Partial splenectomy has been explored because it may minimize the risks of immediate postsplenectomy thrombocytosis and overwhelming sepsis that may result from a complete absence of splenic function.44 However, the degree of thrombocytosis after splenectomy wanes to some degree with time postsplenectomy. Reduction of the splenic volume has been performed with ligation of some of the splenic arteries or the intraarterial infusion of Gelfoam particles causing embolization.45,46,47,48 These procedures induce large splenic infarcts and reduce the functional splenic mass. Arterial embolization can be performed percutaneously or intravascularly, but the patients must be observed closely for a number of days to weeks to detect signs of intraabdominal rupture of the splenic infarcts. The long-term results of embolization have been encouraging.46,47,48 Treatment with partial arterial embolization for recurrent thrombocytopenia in children temporarily improved the platelet count in approximately 70 percent of patients.49
Splenic radiation for treatment of an enlarged spleen is used sparingly. The procedure may be associated with severe cytopenias and especially thrombocytopenia (abscopal effect). It can be used in patients with an absolute contraindication to splenectomy who might benefit symptomatically from reduction of a massively enlarged spleen.50
Thrombopoietin synthesis and secretion are impaired in liver failure and this is corrected after liver transplantation.51,52 However, thrombocytopenia may not be corrected after liver transplant if the splenomegaly persists.

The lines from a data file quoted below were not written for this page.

//! Base64 armoring for sealed buffers
//!
//! Sealed buffers are raw bytes. For text transport (clipboard, text
//! files) they are encoded with the standard base64 alphabet, with
//! padding. The armor carries no prefix or version; it is purely an
//! encoding of the positional sealed format.

use crate::error::{CrypticError, ErrorCategory, ErrorKind, Result};
use base64::{Engine, engine::general_purpose::STANDARD};

/// Encode bytes as standard, padded base64.
pub fn encode(body: &[u8]) -> String {
    STANDARD.encode(body)
}

/// Decode standard base64, ignoring surrounding ASCII whitespace.
pub fn decode(armored: &str) -> Result<Vec<u8>> {
    STANDARD
        .decode(armored.trim_ascii())
        .map_err(|e| {
            CrypticError::with_source(
                ErrorCategory::User,
                ErrorKind::InvalidInput,
                format!("base64 decoding failed: {}", e),
                e,
            )
        })
}

#[cfg(test)]
mod tests {
    use super::*;

    #[test]
    fn test_empty_bytes() {
        assert_eq!(encode(b""), "");
        assert_eq!(decode("").unwrap(), b"");
    }

    #[test]
    fn test_simple_string() {
        let armored = encode(b"test");
        assert_eq!(armored, "dGVzdA==");
        assert_eq!(decode(&armored).unwrap(), b"test");
    }

    #[test]
    fn test_all_byte_values() {
        let bytes: Vec<u8> = (0..=255).collect();
        let armored = encode(&bytes);

        assert_eq!(
            armored,
            "AAECAwQFBgcICQoLDA0ODxAREhMUFRYXGBkaGxwdHh8gISIjJCUmJygpKissLS4vMDEyMzQ1Njc4OTo7PD0+P0BBQkNERUZHSElKS0xNTk9QUVJTVFVWV1hZWltcXV5fYGFiY2RlZmdoaWprbG1ub3BxcnN0dXZ3eHl6e3x9fn+AgYKDhIWGh4iJiouMjY6PkJGSk5SVlpeYmZqbnJ2en6ChoqOkpaanqKmqq6ytrq+wsbKztLW2t7i5uru8vb6/wMHCw8TFxsfIycrLzM3Oz9DR0tPU1dbX2Nna29zd3t/g4eLj5OXm5+jp6uvs7e7v8PHy8/T19vf4+fr7/P3+/w=="
        );
        assert_eq!(decode(&armored).unwrap(), bytes);
    }

    #[test]
    fn test_surrounding_whitespace_ignored() {
        assert_eq!(decode("  dGVzdA==\n").unwrap(), b"test");
        assert_eq!(decode("dGVzdA==\r\n").unwrap(), b"test");
    }

    #[test]
    fn test_no_whitespace_in_output() {
        let armored = encode(&vec![0x42u8; 10_000]);

        assert!(!armored.contains(' '));
        assert!(!armored.contains('\n'));
    }

    #[test]
    fn test_bad_base64() {
        let err = decode("bad$$").expect_err("expected base64 decode error");
        assert_eq!(err.kind, ErrorKind::InvalidInput);
        assert!(err.source_error().is_some());
    }

    #[test]
    fn test_url_safe_alphabet_rejected() {
        let err = decode("-_8=").expect_err("expected base64 decode error");
        assert_eq!(err.kind, ErrorKind::InvalidInput);
    }

    #[test]
    fn test_interior_whitespace_rejected() {
        assert!(decode("dGVz dA==").is_err());
    }
}
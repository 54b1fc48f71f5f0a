//! Cryptic - password-based authenticated encryption
//!
//! Seals arbitrary bytes under a password into a self-contained buffer
//! (`salt ‖ nonce ‖ ciphertext‖tag`) and opens it again, using
//! PBKDF2-HMAC-SHA256 for key derivation and AES-256-GCM for encryption.
//! Also provides an entropy-based password strength estimate and a
//! base64 armor for text transport.
//!
//! The core modules ([`kdf`], [`sealedbox`], [`strength`], [`armor`]) do
//! no I/O and hold no state; every call is independent and safe to run
//! concurrently. [`passphrase`] and [`file_ops`] back the command-line
//! front end.

#![forbid(unsafe_code)]

pub mod armor;
pub mod error;
pub mod file_ops;
pub mod kdf;
pub mod passphrase;
pub mod sealedbox;
pub mod strength;

pub use error::{CrypticError, ErrorCategory, ErrorKind, Result};
pub use kdf::{DerivedKey, KdfParams, derive};
pub use sealedbox::{open, open_with, seal, seal_with};
pub use strength::{StrengthAssessment, StrengthBucket, assess};
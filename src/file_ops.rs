//! File sealing/opening operations
//!
//! High-level helpers for the command-line front end. Sealed files hold
//! the base64 armor of a sealed buffer followed by a newline.

use crate::armor;
use crate::error::{CrypticError, ErrorCategory, ErrorKind, Result};
use crate::kdf::KdfParams;
use crate::passphrase::PasswordReader;
use crate::sealedbox;
use std::fs;
use std::io::{self, Write};
use std::path::Path;

/// Seal a file with a password
///
/// Reads plaintext from `input_path`, seals it using a password from
/// `password_reader`, and writes the armored result to `output_path`.
///
/// The output file is created with mode 0o600 (read/write for owner only) on Unix systems.
pub fn seal_file(
    input_path: &Path,
    output_path: &Path,
    params: &KdfParams,
    password_reader: &mut dyn PasswordReader,
) -> Result<()> {
    let plaintext = fs::read(input_path).map_err(|e| read_error(input_path, e))?;
    let password = password_reader.read_password()?;
    let sealed = sealedbox::seal_with(params, &plaintext, &password)
        .map_err(|e| e.with_context("encryption failed"))?;
    let mut armored = armor::encode(&sealed);
    armored.push('\n');
    write_file_atomic(output_path, armored.as_bytes())
        .map_err(|e| e.with_context(format!("failed to write to {}", output_path.display())))?;

    Ok(())
}

/// Open a sealed file with a password
///
/// Reads armored text from `input_path`, opens it using a password from
/// `password_reader`, and writes the plaintext to `output_path`. Nothing
/// is written unless authentication succeeds.
///
/// The output file is created with mode 0o600 (read/write for owner only) on Unix systems.
pub fn open_file(
    input_path: &Path,
    output_path: &Path,
    params: &KdfParams,
    password_reader: &mut dyn PasswordReader,
) -> Result<()> {
    let armored_bytes = fs::read(input_path).map_err(|e| read_error(input_path, e))?;
    let armored = String::from_utf8(armored_bytes).map_err(|e| {
        CrypticError::with_source(
            ErrorCategory::User,
            ErrorKind::InvalidInput,
            "input file is not valid UTF-8",
            e,
        )
    })?;
    let sealed = armor::decode(&armored).map_err(|e| e.with_context("failed to unarmor"))?;
    let password = password_reader.read_password()?;
    let plaintext = sealedbox::open_with(params, &sealed, &password)
        .map_err(|e| e.with_context("failed to decrypt"))?;
    write_file_atomic(output_path, &plaintext)
        .map_err(|e| e.with_context(format!("failed to write to {}", output_path.display())))?;
    Ok(())
}

/// Write a file atomically (tempfile + fsync + rename) with mode 0o600 on Unix
///
/// Either the old file or the complete new file exists afterwards, never
/// a partial one.
fn write_file_atomic(path: &Path, contents: &[u8]) -> Result<()> {
    let dir = match path.parent() {
        Some(parent) if !parent.as_os_str().is_empty() => parent,
        _ => Path::new("."),
    };
    let mut temp_file = tempfile::NamedTempFile::new_in(dir).map_err(|e| {
        CrypticError::with_source(
            ErrorCategory::User,
            ErrorKind::Io,
            format!("failed to create tempfile in {}", dir.display()),
            e,
        )
    })?;

    temp_file.write_all(contents).map_err(|e| io_error("failed to write to tempfile", e))?;
    // Flush and fsync() such that the rename later, if it succeeds, will
    // always point to a valid file.
    temp_file.flush().map_err(|e| io_error("failed to flush tempfile", e))?;
    temp_file
        .as_file()
        .sync_all()
        .map_err(|e| io_error("failed to sync file prior to rename", e))?;

    // NamedTempFile is already created 0o600 on Unix; make it explicit.
    #[cfg(unix)]
    {
        use std::os::unix::fs::PermissionsExt;
        let mut perms = temp_file
            .as_file()
            .metadata()
            .map_err(|e| io_error("failed to get tempfile metadata", e))?
            .permissions();
        perms.set_mode(0o600);
        temp_file
            .as_file()
            .set_permissions(perms)
            .map_err(|e| io_error("failed to set tempfile permissions", e))?;
    }

    temp_file.persist(path).map_err(|e| {
        CrypticError::with_source(
            ErrorCategory::Internal,
            ErrorKind::Io,
            format!("failed to rename to target file {}", path.display()),
            e,
        )
    })?;
    Ok(())
}

fn io_error(msg: &str, err: io::Error) -> CrypticError {
    CrypticError::with_source(ErrorCategory::Internal, ErrorKind::Io, msg, err)
}

fn read_error(path: &Path, err: io::Error) -> CrypticError {
    let category = if err.kind() == io::ErrorKind::NotFound {
        ErrorCategory::User
    } else {
        ErrorCategory::Internal
    };
    CrypticError::with_source(
        category,
        ErrorKind::Io,
        format!("failed to read from {}", path.display()),
        err,
    )
}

Thrombopoietin Receptor Agonists
After thrombopoietin was cloned53,54 several thrombopoietin mimetic drugs have been developed and tested. A phase II study reported that the oral thrombopoietin-receptor agonist (TPO-RA) eltrombopag increases platelet counts in patients with thrombocytopenia as a result of hepatitis C virus–related cirrhosis.55 A phase III study done in cirrhotic patients who received eltrombopag for 2 weeks prior to elective procedures had to be terminated prematurely because of the increased incidence of portal vein thrombosis in the treatment group compared to the placebo group. Although 72 percent of the eltrombopag patients avoided platelet transfusions compared to 19 percent of the placebo group patients, there was no significant difference in the incidence of major bleeding.56 A small study using the TPO-RA romiplostim administered subcutaneously in cirrhotic patients demonstrated the usefulness of the drug in reducing platelet transfusions in preparation for an elective surgical procedure.57
Erythropoietin and Granulocyte Colony-Stimulating Factor
There are minimal data to support the use of erythropoietic or myeloid growth factors in patients with splenomegaly and blood cytopenias. Patients with cirrhosis who have inappropriately low serum erythropoietin levels may benefit from treatment with exogenous erythropoietin; however, it may increase spleen size. Two reports documented the use of erythropoietin before and after liver transplantation to amplify marrow erythropoiesis in patients who refused blood transfusions for religious reasons.58,59 These reports demonstrated that liver transplantation in the setting of advanced cirrhosis can be successfully undertaken without the use of blood products.
A rise in the neutrophil count after G-CSF administration was described in patients with cirrhosis and leukopenia. The mean absolute neutrophil count increased from 1300 ± 200/μL to 4100 ± 200/μL following subcutaneous administration of G-CSF for 7 days.19 However, the clinical benefit of such treatment is not clear.